_Try it_
Write out, word for word, only the data from its first line to the line containing "pub enum JobOutcome".

(Stored data entries)
# # # #

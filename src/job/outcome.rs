//! What a finished job hands back to its caller.

use std::fmt;
use std::path::{Path, PathBuf};

use serde::Serialize;

use super::{JobError, JobStage};
use crate::manifest::{RenditionKind, Variant};

/// Per-track summary: the primary video track or one rendition.
#[derive(Debug, Clone, PartialEq, Serialize)]
pub struct TrackReport {
    /// `video`, `audio` or `subtitles`.
    pub track: String,
    /// Rendition name from the playlist; `None` for the video track.
    #[serde(skip_serializing_if = "Option::is_none")]
    pub name: Option<String>,
    #[serde(skip_serializing_if = "Option::is_none")]
    pub language: Option<String>,
    /// Where the track was written. `None` when a transform consumed it.
    pub output_path: Option<PathBuf>,
    pub segments_total: usize,
    pub segments_written: usize,
    pub missing_indices: Vec<usize>,
    pub bytes_written: u64,
    pub content_hash: String,
}

/// Details of a completed (fully or partially) job.
#[derive(Debug, Clone, PartialEq, Serialize)]
pub struct JobReport {
    pub manifest_url: String,
    pub output_path: PathBuf,
    /// Variant that was downloaded; `None` when the URL was a media playlist.
    pub variant: Option<Variant>,
    /// Sum of advertised segment durations of the video track.
    pub duration_secs: f64,
    pub video: TrackReport,
    pub renditions: Vec<TrackReport>,
    /// Bytes of the final file at `output_path`.
    pub bytes_written: u64,
    /// SHA-256 of the final file at `output_path`, lowercase hex.
    pub content_hash: String,
    pub retries: usize,
    pub elapsed_ms: u64,
}

impl JobReport {
    /// Track report for a rendition kind, if one was downloaded.
    #[must_use]
    pub fn rendition(&self, kind: RenditionKind) -> Option<&TrackReport> {
        self.renditions.iter().find(|r| r.track == kind.as_str())
    }

    /// True when some rendition lost segments.
    #[must_use]
    pub fn renditions_incomplete(&self) -> bool {
        self.renditions.iter().any(|r| !r.missing_indices.is_empty())
    }
}

/// Result of [`run`](super::run).
#[derive(Debug)]
pub enum JobOutcome {
    /// Every segment of every track made it into the output.
    Success { output_path: PathBuf, report: JobReport },
    /// The output exists but some segments are missing. `missing_indices`
    /// refers to the video track; rendition gaps are in the report.
    PartialSuccess {
        output_path: PathBuf,
        missing_indices: Vec<usize>,
        report: JobReport,
    },
    /// The job stopped at `stage`; no complete output was produced.
    Failure { stage: JobStage, cause: JobError },
}

impl JobOutcome {
    #[must_use]
    pub fn is_success(&self) -> bool {
        matches!(self, Self::Success { .. })
    }

    #[must_use]
    pub fn is_failure(&self) -> bool {
        matches!(self, Self::Failure { .. })
    }

    /// The report of a job that produced output.
    #[must_use]
    pub fn report(&self) -> Option<&JobReport> {
        match self {
            Self::Success { report, .. } | Self::PartialSuccess { report, .. } => Some(report),
            Self::Failure { .. } => None,
        }
    }

    #[must_use]
    pub fn output_path(&self) -> Option<&Path> {
        match self {
            Self::Success { output_path, .. } | Self::PartialSuccess { output_path, .. } => {
                Some(output_path)
            }
            Self::Failure { .. } => None,
        }
    }
}

impl fmt::Display for JobOutcome {
    /// One line suitable for a chat message or a terminal.
    fn fmt(&self, f: &mut fmt::Formatter<'_>) -> fmt::Result {
        match self {
            Self::Success {
                output_path,
                report,
            } => write!(
                f,
                "Downloaded {} segments ({} bytes) to {}",
                report.video.segments_written,
                report.bytes_written,
                output_path.display()
            ),
            Self::PartialSuccess {
                output_path,
                missing_indices,
                report,
            } => {
                write!(
                    f,
                    "Downloaded {}/{} segments to {}",
                    report.video.segments_written,
                    report.video.segments_total,
                    output_path.display()
                )?;
                if !missing_indices.is_empty() {
                    write!(f, "; missing segments {}", format_indices(missing_indices))?;
                }
                if report.renditions_incomplete() {
                    write!(f, "; some rendition segments are missing")?;
                }
                Ok(())
            }
            Self::Failure { stage, cause } => write!(f, "Failed while {stage}: {cause}"),
        }
    }
}

/// Renders indices compactly, at most ten of them.
fn format_indices(indices: &[usize]) -> String {
    const SHOWN: usize = 10;
    let mut rendered: Vec<String> = indices.iter().take(SHOWN).map(ToString::to_string).collect();
    if indices.len() > SHOWN {
        rendered.push(format!("and {} more", indices.len() - SHOWN));
    }
    rendered.join(", ")
}

#[cfg(test)]
mod tests {
    use super::*;

    fn track(missing: Vec<usize>) -> TrackReport {
        TrackReport {
            track: "video".to_string(),
            name: None,
            language: None,
            output_path: Some(PathBuf::from("/out/show.ts")),
            segments_total: 5,
            segments_written: 5 - missing.len(),
            missing_indices: missing,
            bytes_written: 300,
            content_hash: "00".repeat(32),
        }
    }

    fn report(missing: Vec<usize>) -> JobReport {
        JobReport {
            manifest_url: "https://cdn.example/master.m3u8".to_string(),
            output_path: PathBuf::from("/out/show.ts"),
            variant: None,
            duration_secs: 20.0,
            video: track(missing),
            renditions: Vec::new(),
            bytes_written: 300,
            content_hash: "00".repeat(32),
            retries: 0,
            elapsed_ms: 12,
        }
    }

    #[test]
    fn test_success_display() {
        let outcome = JobOutcome::Success {
            output_path: PathBuf::from("/out/show.ts"),
            report: report(vec![]),
        };
        assert_eq!(
            outcome.to_string(),
            "Downloaded 5 segments (300 bytes) to /out/show.ts"
        );
        assert!(outcome.is_success());
        assert!(outcome.report().is_some());
    }

    #[test]
    fn test_partial_display_lists_missing() {
        let outcome = JobOutcome::PartialSuccess {
            output_path: PathBuf::from("/out/show.ts"),
            missing_indices: vec![1, 3],
            report: report(vec![1, 3]),
        };
        let msg = outcome.to_string();
        assert!(msg.contains("3/5"), "got: {msg}");
        assert!(msg.contains("missing segments 1, 3"), "got: {msg}");
    }

    #[test]
    fn test_failure_display() {
        let outcome = JobOutcome::Failure {
            stage: JobStage::FetchingMaster,
            cause: JobError::Cancelled,
        };
        assert_eq!(outcome.to_string(), "Failed while fetching the playlist: job cancelled");
        assert!(outcome.is_failure());
        assert!(outcome.output_path().is_none());
    }

    #[test]
    fn test_format_indices_truncates() {
        let indices: Vec<usize> = (0..13).collect();
        let rendered = format_indices(&indices);
        assert!(rendered.starts_with("0, 1, 2"));
        assert!(rendered.ends_with("and 3 more"));
    }
}
impl DownloadStats {
    /// Creates a new stats tracker with zero counts.
    #[must_use]
    pub fn new() -> Self {
        Self::default()
    }

    /// Segments handed to the scheduler so far.
    #[must_use]
    pub fn queued(&self) -> usize {
        self.queued.load(Ordering::SeqCst)
    }

    /// Segments downloaded successfully.
    #[must_use]
    pub fn succeeded(&self) -> usize {
        self.succeeded.load(Ordering::SeqCst)
    }

    /// Segments that ended failed (including cancelled ones).
    #[must_use]
    pub fn failed(&self) -> usize {
        self.failed.load(Ordering::SeqCst)
    }

    /// Segments that reached a terminal state.
    #[must_use]
    pub fn finished(&self) -> usize {
        self.succeeded() + self.failed()
    }

    /// Retry attempts made.
    #[must_use]
    pub fn retried(&self) -> usize {
        self.retried.load(Ordering::SeqCst)
    }

    /// Total segment bytes downloaded.
    #[must_use]
    pub fn bytes(&self) -> u64 {
        self.bytes.load(Ordering::SeqCst)
    }

    fn add_queued(&self, count: usize) {
        self.queued.fetch_add(count, Ordering::SeqCst);
    }

    fn record_success(&self, bytes: u64) {
        self.succeeded.fetch_add(1, Ordering::SeqCst);
        self.bytes.fetch_add(bytes, Ordering::SeqCst);
    }

    fn increment_failed(&self) {
        self.failed.fetch_add(1, Ordering::SeqCst);
    }

    fn increment_retried(&self) {
        self.retried.fetch_add(1, Ordering::SeqCst);
    }
}

/// Downloads all segments of a playlist with a bounded number of workers.
#[derive(Debug)]
pub struct SegmentScheduler {
    client: HttpClient,
    concurrency: usize,
    retry_policy: RetryPolicy,
    stats: Arc<DownloadStats>,
}

impl SegmentScheduler {
    /// Creates a scheduler with `concurrency` workers (1-100).
    ///
    /// # Errors
    ///
    /// Returns [`SchedulerError::InvalidConcurrency`] if the value is outside
    /// the valid range.
    ///
    /// # Example
    ///
    /// ```
    /// use hlsgrab_core::download::{HttpClient, RetryPolicy, SegmentScheduler};
    ///
    /// let scheduler = SegmentScheduler::new(HttpClient::new(), 5, RetryPolicy::default()).unwrap();
    /// assert_eq!(scheduler.concurrency(), 5);
    /// assert!(SegmentScheduler::new(HttpClient::new(), 0, RetryPolicy::default()).is_err());
    /// ```
    #[instrument(level = "debug", skip(client, retry_policy))]
    pub fn new(
        client: HttpClient,
        concurrency: usize,
        retry_policy: RetryPolicy,
    ) -> Result<Self, SchedulerError> {
        if !(MIN_CONCURRENCY..=MAX_CONCURRENCY).contains(&concurrency) {
            return Err(SchedulerError::InvalidConcurrency { value: concurrency });
        }

        debug!(
            concurrency,
            max_attempts = retry_policy.max_attempts(),
            "creating segment scheduler"
        );

        Ok(Self {
            client,
            concurrency,
            retry_policy,
            stats: Arc::new(DownloadStats::new()),
        })
    }

    /// Reports into `stats` instead of a private tracker.
    #[must_use]
    pub fn with_stats(mut self, stats: Arc<DownloadStats>) -> Self {
        self.stats = stats;
        self
    }

    /// Returns the configured worker count.
    #[must_use]
    pub fn concurrency(&self) -> usize {
        self.concurrency
    }

    /// Returns the configured retry policy.
    #[must_use]
    pub fn retry_policy(&self) -> &RetryPolicy {
        &self.retry_policy
    }

    /// Shared handle to the running totals.
    #[must_use]
    pub fn stats(&self) -> Arc<DownloadStats> {
        Arc::clone(&self.stats)
    }

    /// Downloads every segment, returning one terminal task per segment.
    ///
    /// `tasks[i]` holds `segments[i]`. `track` labels the buffers written to
    /// the workspace so several playlists can share one workspace.
    ///
    /// Segment failures are recorded on their tasks; this method itself
    /// never fails.
    #[instrument(
        skip(self, segments, headers, workspace, cancel),
        fields(track = %track, segments = segments.len(), concurrency = self.concurrency)
    )]
    pub async fn download_all(
        &self,
        track: &str,
        segments: &[Segment],
        headers: &HeaderMap,
        workspace: &Arc<Workspace>,
        cancel: &CancellationToken,
    ) -> Vec<DownloadTask> {
        let total = segments.len();
        self.stats.add_queued(total);

        let context = Arc::new(WorkerContext {
            client: self.client.clone(),
            headers: headers.clone(),
            workspace: Arc::clone(workspace),
            track: track.to_string(),
            retry_policy: self.retry_policy.clone(),
            stats: Arc::clone(&self.stats),
            cancel: cancel.clone(),
            cursor: AtomicUsize::new(0),
            tasks: Mutex::new(segments.iter().cloned().map(DownloadTask::new).collect()),
        });

        let worker_count = self.concurrency.min(total);
        info!(workers = worker_count, "starting segment downloads");

        let mut workers = WorkerSet::default();
        for worker in 0..worker_count {
            let context = Arc::clone(&context);
            workers.handles.push(tokio::spawn(run_worker(worker, context)));
        }
        workers.join().await;

        let mut tasks = std::mem::take(&mut *context.lock_tasks());
        for task in &mut tasks {
            if !task.state().is_terminal() {
                warn!(index = task.index(), "task left unfinished by its worker");
                let url = task.segment.uri.to_string();
                task.fail_if_unfinished(DownloadError::interrupted(url));
            }
        }

        let succeeded = tasks
            .iter()
            .filter(|t| matches!(t.state(), TaskState::Succeeded(_)))
            .count();
        info!(
            succeeded,
            failed = total - succeeded,
            retried = self.stats.retried(),
            "segment downloads complete"
        );

        tasks
    }
}

/// State shared by the workers of one batch.
struct WorkerContext {
    client: HttpClient,
    headers: HeaderMap,
    workspace: Arc<Workspace>,
    track: String,
    retry_policy: RetryPolicy,
    stats: Arc<DownloadStats>,
    cancel: CancellationToken,
    cursor: AtomicUsize,
    tasks: Mutex<Vec<DownloadTask>>,
}

impl WorkerContext {
    fn lock_tasks(&self) -> std::sync::MutexGuard<'_, Vec<DownloadTask>> {
        self.tasks.lock().unwrap_or_else(PoisonError::into_inner)
    }

    /// Claims the next undispatched segment.
    fn claim(&self) -> Option<(usize, Segment)> {
        let index = self.cursor.fetch_add(1, Ordering::SeqCst);
        let tasks = self.lock_tasks();
        tasks.get(index).map(|task| (index, task.segment.clone()))
    }

    fn set_state(&self, index: usize, next: TaskState) {
        let mut tasks = self.lock_tasks();
        let Some(task) = tasks.get_mut(index) else {
            return;
        };
        if let Err(rejected) = task.transition(next) {
            warn!(
                index,
                from = %task.state(),
                to = %rejected,
                "ignoring illegal task transition"
            );
        }
    }
}

async fn run_worker(worker: usize, context: Arc<WorkerContext>) {
    debug!(worker, "worker started");

    while let Some((index, segment)) = context.claim() {
        if context.cancel.is_cancelled() {
            context.stats.increment_failed();
            context.set_state(
                index,
                TaskState::Failed(DownloadError::cancelled(segment.uri.as_str())),
            );
            continue;
        }

        context.set_state(index, TaskState::InFlight);
        let target = context.workspace.buffer_target(&context.track, index);

        let outcome = tokio::select! {
            biased;
            () = context.cancel.cancelled() => Err(DownloadError::cancelled(segment.uri.as_str())),
            result = fetch_with_retry(&context, &segment, target) => result,
        };

        match outcome {
            Ok(buffer) => {
                debug!(index, bytes = buffer.len(), "segment downloaded");
                context.stats.record_success(buffer.len());
                context.set_state(index, TaskState::Succeeded(buffer));
            }
            Err(e) => {
                if e.is_cancelled() {
                    debug!(index, "segment cancelled");
                } else {
                    warn!(index, url = %segment.uri, error = %e, "segment failed");
                }
                context.stats.increment_failed();
                context.set_state(index, TaskState::Failed(e));
            }
        }
    }

    debug!(worker, "worker finished");
}

/// Fetches one segment, retrying according to the batch's policy.
#[instrument(skip(context, segment, target), fields(index = segment.sequence_index))]
async fn fetch_with_retry(
    context: &WorkerContext,
    segment: &Segment,
    target: BufferTarget,
) -> Result<SegmentBuffer, DownloadError> {
    let mut attempt = 0u32;

    loop {
        attempt += 1;

        match context
            .client
            .fetch_segment(segment, &context.headers, target.clone())
            .await
        {
            Ok(buffer) => return Ok(buffer),
            Err(e) => match context.retry_policy.should_retry(classify_error(&e), attempt) {
                RetryDecision::Retry {
                    delay,
                    attempt: next_attempt,
                } => {
                    info!(
                        url = %segment.uri,
                        attempt = next_attempt,
                        max_attempts = context.retry_policy.max_attempts(),
                        delay_ms = delay.as_millis(),
                        error = %e,
                        "retrying segment"
                    );
                    context.stats.increment_retried();
                    tokio::time::sleep(delay).await;
                }
                RetryDecision::DoNotRetry { reason } => {
                    debug!(url = %segment.uri, %reason, "not retrying segment");
                    return Err(e);
                }
            },
        }
    }
}

/// Worker handles that are aborted if the batch future is dropped early.
#[derive(Default)]
struct WorkerSet {
    handles: Vec<JoinHandle<()>>,
}

impl WorkerSet {
    async fn join(&mut self) {
        for handle in &mut self.handles {
            // A panicking worker leaves its task unfinished; it is failed after the join.
            if let Err(e) = handle.await {
                warn!(error = %e, "segment worker panicked");
            }
        }
    }
}

impl Drop for WorkerSet {
    fn drop(&mut self) {
        for handle in &self.handles {
            handle.abort();
        }
    }
}
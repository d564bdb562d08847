//! Playlist text → [`Manifest`].

use std::borrow::Cow;

use m3u8_rs::{AlternativeMedia, AlternativeMediaType, KeyMethod, Playlist, parse_playlist_res};
use tracing::{debug, instrument, warn};
use url::Url;

use super::{
    ByteRange, Manifest, MasterPlaylist, MediaPlaylist, ParseError, Rendition, RenditionKind,
    Resolution, Segment, Variant,
};

/// Longest excerpt of the first line quoted in a [`ParseError::Malformed`].
const MAX_EXCERPT_LEN: usize = 80;

const PLAYLIST_HEADER: &str = "#EXTM3U";

/// Parses playlist text into a [`Manifest`], resolving every relative URI
/// against `base_uri`.
///
/// Master and media playlists are told apart by their marker tags: a text
/// with only segment entries and no variant-stream tags is a media playlist.
/// Segments are numbered by their position in the document, which is the
/// reassembly order regardless of any EXT-X-MEDIA-SEQUENCE value.
///
/// A leading byte-order mark or blank lines are ignored, and a document that
/// opens with an `#EXT` tag but lacks the `#EXTM3U` header is accepted.
///
/// # Errors
///
/// - [`ParseError::Malformed`] when the text is not an M3U8 document
/// - [`ParseError::Empty`] when no variants and no segments are declared
/// - [`ParseError::UnresolvableUri`] when an entry's URI cannot be resolved
#[instrument(skip(raw), fields(base_uri = %base_uri, raw_len = raw.len()))]
pub fn parse_manifest(raw: &str, base_uri: &Url) -> Result<Manifest, ParseError> {
    let text = normalize(raw).ok_or_else(|| not_a_playlist(raw, base_uri))?;
    let playlist = parse_playlist_res(text.as_bytes()).map_err(|e| {
        debug!(error = %e, "m3u8 parser rejected playlist");
        not_a_playlist(raw, base_uri)
    })?;

    let manifest = match playlist {
        Playlist::MasterPlaylist(master) => Manifest::Master(convert_master(master, base_uri)?),
        Playlist::MediaPlaylist(media) => Manifest::Media(convert_media(media, base_uri)?),
    };

    let empty = match &manifest {
        Manifest::Master(master) => master.variants.is_empty(),
        Manifest::Media(media) => media.segments.is_empty(),
    };
    if empty {
        return Err(ParseError::empty(base_uri.as_str()));
    }

    Ok(manifest)
}

/// Strips a BOM and leading whitespace, adding the header when it is missing.
/// Returns `None` when the text does not open like a playlist at all.
fn normalize(raw: &str) -> Option<Cow<'_, str>> {
    let text = raw.trim_start_matches('\u{feff}').trim_start();
    if text.starts_with(PLAYLIST_HEADER) {
        Some(Cow::Borrowed(text))
    } else if text.starts_with("#EXT") {
        debug!("playlist lacks #EXTM3U header; adding it");
        Some(Cow::Owned(format!("{PLAYLIST_HEADER}\n{text}")))
    } else {
        None
    }
}

fn not_a_playlist(raw: &str, base_uri: &Url) -> ParseError {
    let first_line = raw
        .trim_start_matches('\u{feff}')
        .trim_start()
        .lines()
        .next()
        .unwrap_or("")
        .trim();
    let reason = if first_line.is_empty() {
        "empty document is not an M3U8 playlist".to_string()
    } else {
        let excerpt: String = first_line.chars().take(MAX_EXCERPT_LEN).collect();
        format!("'{excerpt}' is not an M3U8 playlist")
    };
    ParseError::malformed(base_uri.as_str(), reason)
}

fn convert_master(
    master: m3u8_rs::MasterPlaylist,
    base_uri: &Url,
) -> Result<MasterPlaylist, ParseError> {
    let mut variants = Vec::with_capacity(master.variants.len());
    for variant in master.variants {
        if variant.is_i_frame {
            debug!(uri = %variant.uri, "skipping I-frame-only variant");
            continue;
        }
        variants.push(Variant {
            uri: resolve(base_uri, &variant.uri)?,
            bandwidth: variant.bandwidth,
            resolution: variant.resolution.map(|r| Resolution {
                width: r.width,
                height: r.height,
            }),
            codecs: variant.codecs,
            audio_group: variant.audio,
            subtitle_group: variant.subtitles,
        });
    }

    let mut renditions = Vec::new();
    for media in master.alternatives {
        if let Some(rendition) = convert_rendition(media, base_uri)? {
            renditions.push(rendition);
        }
    }

    debug!(
        variants = variants.len(),
        renditions = renditions.len(),
        "parsed master playlist"
    );

    Ok(MasterPlaylist {
        base_uri: base_uri.clone(),
        variants,
        renditions,
    })
}

/// Keeps audio and subtitle renditions that have their own playlist.
/// Entries without a URI are carried inside the variant stream itself.
fn convert_rendition(
    media: AlternativeMedia,
    base_uri: &Url,
) -> Result<Option<Rendition>, ParseError> {
    let kind = match media.media_type {
        AlternativeMediaType::Audio => RenditionKind::Audio,
        AlternativeMediaType::Subtitles => RenditionKind::Subtitles,
        _ => return Ok(None),
    };
    let Some(uri) = media.uri else {
        debug!(group_id = %media.group_id, name = %media.name, "rendition has no URI; muxed into variant");
        return Ok(None);
    };

    Ok(Some(Rendition {
        kind,
        uri: resolve(base_uri, &uri)?,
        group_id: media.group_id,
        name: media.name,
        language: media.language,
        is_default: media.default,
    }))
}

fn convert_media(
    media: m3u8_rs::MediaPlaylist,
    base_uri: &Url,
) -> Result<MediaPlaylist, ParseError> {
    if !media.end_list {
        warn!(
            base_uri = %base_uri,
            "playlist has no EXT-X-ENDLIST; only the currently listed segments will be downloaded"
        );
    }

    let mut segments = Vec::with_capacity(media.segments.len());
    // Implicit BYTERANGE offsets continue from the previous range of the same resource.
    let mut previous_range: Option<(Url, u64)> = None;
    let mut warned_encrypted = false;
    let mut warned_init_map = false;

    for (sequence_index, segment) in media.segments.into_iter().enumerate() {
        let uri = resolve(base_uri, &segment.uri)?;

        if !warned_encrypted
            && segment
                .key
                .as_ref()
                .is_some_and(|key| key.method != KeyMethod::None)
        {
            warn!(base_uri = %base_uri, "playlist declares encrypted segments; bytes are stored as received");
            warned_encrypted = true;
        }
        if !warned_init_map && segment.map.is_some() {
            warn!(base_uri = %base_uri, "playlist declares an EXT-X-MAP init section; it is not prepended");
            warned_init_map = true;
        }

        let byte_range = segment.byte_range.map(|range| {
            let offset = range.offset.unwrap_or_else(|| match &previous_range {
                Some((prev_uri, prev_end)) if *prev_uri == uri => *prev_end,
                _ => 0,
            });
            ByteRange {
                offset,
                length: range.length,
            }
        });
        previous_range = byte_range.map(|range| (uri.clone(), range.end()));

        segments.push(Segment {
            sequence_index,
            uri,
            duration_secs: f64::from(segment.duration),
            byte_range,
        });
    }

    debug!(segments = segments.len(), "parsed media playlist");

    Ok(MediaPlaylist {
        base_uri: base_uri.clone(),
        segments,
        renditions: Vec::new(),
    })
}

fn resolve(base_uri: &Url, uri: &str) -> Result<Url, ParseError> {
    base_uri
        .join(uri.trim())
        .map_err(|e| ParseError::unresolvable(uri, base_uri.as_str(), e.to_string()))
}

# # # #

_Expected answer_
filename src/job/outcome.rs
//! What a finished job hands back to its caller.

use std::fmt;
use std::path::{Path, PathBuf};

use serde::Serialize;

use super::{JobError, JobStage};
use crate::manifest::{RenditionKind, Variant};

/// Per-track summary: the primary video track or one rendition.
#[derive(Debug, Clone, PartialEq, Serialize)]
pub struct TrackReport {
    /// `video`, `audio` or `subtitles`.
    pub track: String,
    /// Rendition name from the playlist; `None` for the video track.
    #[serde(skip_serializing_if = "Option::is_none")]
    pub name: Option<String>,
    #[serde(skip_serializing_if = "Option::is_none")]
    pub language: Option<String>,
    /// Where the track was written. `None` when a transform consumed it.
    pub output_path: Option<PathBuf>,
    pub segments_total: usize,
    pub segments_written: usize,
    pub missing_indices: Vec<usize>,
    pub bytes_written: u64,
    pub content_hash: String,
}

/// Details of a completed (fully or partially) job.
#[derive(Debug, Clone, PartialEq, Serialize)]
pub struct JobReport {
    pub manifest_url: String,
    pub output_path: PathBuf,
    /// Variant that was downloaded; `None` when the URL was a media playlist.
    pub variant: Option<Variant>,
    /// Sum of advertised segment durations of the video track.
    pub duration_secs: f64,
    pub video: TrackReport,
    pub renditions: Vec<TrackReport>,
    /// Bytes of the final file at `output_path`.
    pub bytes_written: u64,
    /// SHA-256 of the final file at `output_path`, lowercase hex.
    pub content_hash: String,
    pub retries: usize,
    pub elapsed_ms: u64,
}

impl JobReport {
    /// Track report for a rendition kind, if one was downloaded.
    #[must_use]
    pub fn rendition(&self, kind: RenditionKind) -> Option<&TrackReport> {
        self.renditions.iter().find(|r| r.track == kind.as_str())
    }

    /// True when some rendition lost segments.
    #[must_use]
    pub fn renditions_incomplete(&self) -> bool {
        self.renditions.iter().any(|r| !r.missing_indices.is_empty())
    }
}

/// Result of [`run`](super::run).
#[derive(Debug)]
pub enum JobOutcome {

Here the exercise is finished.